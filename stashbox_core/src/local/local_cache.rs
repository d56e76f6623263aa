use crate::Entry;
use std::collections::HashMap;

/// The per-scope map behind a local overlay.
///
/// Keys are fully qualified (namespace already applied). A missing key means
/// "never looked up in this scope", while [`Entry::Absent`] means "known to be
/// missing".
#[derive(Debug, Default)]
pub struct LocalCache {
	entries: HashMap<String, Entry>,
}

impl LocalCache {
	pub fn new() -> Self {
		Self::default()
	}

	pub fn read_entry(&self, key: &str) -> Option<Entry> {
		self.entries.get(key).cloned()
	}

	pub fn write_entry(&mut self, key: &str, entry: Entry) {
		self.entries.insert(key.to_string(), entry);
	}

	/// Forgets everything known about `key`.
	pub fn invalidate(&mut self, key: &str) {
		self.entries.remove(key);
	}

	pub fn clear(&mut self) {
		self.entries.clear();
	}

	pub fn len(&self) -> usize {
		self.entries.len()
	}

	pub fn is_empty(&self) -> bool {
		self.entries.is_empty()
	}
}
◇ ◇ ◇
Reproduce exactly the lines from the one containing "Forgets everything known" through the last line of the records above, including both, and nothing else.

COMPLETED TASK |
	/// Forgets everything known about `key`.
	pub fn invalidate(&mut self, key: &str) {
		self.entries.remove(key);
	}

	pub fn clear(&mut self) {
		self.entries.clear();
	}

	pub fn len(&self) -> usize {
		self.entries.len()
	}

	pub fn is_empty(&self) -> bool {
		self.entries.is_empty()
	}
}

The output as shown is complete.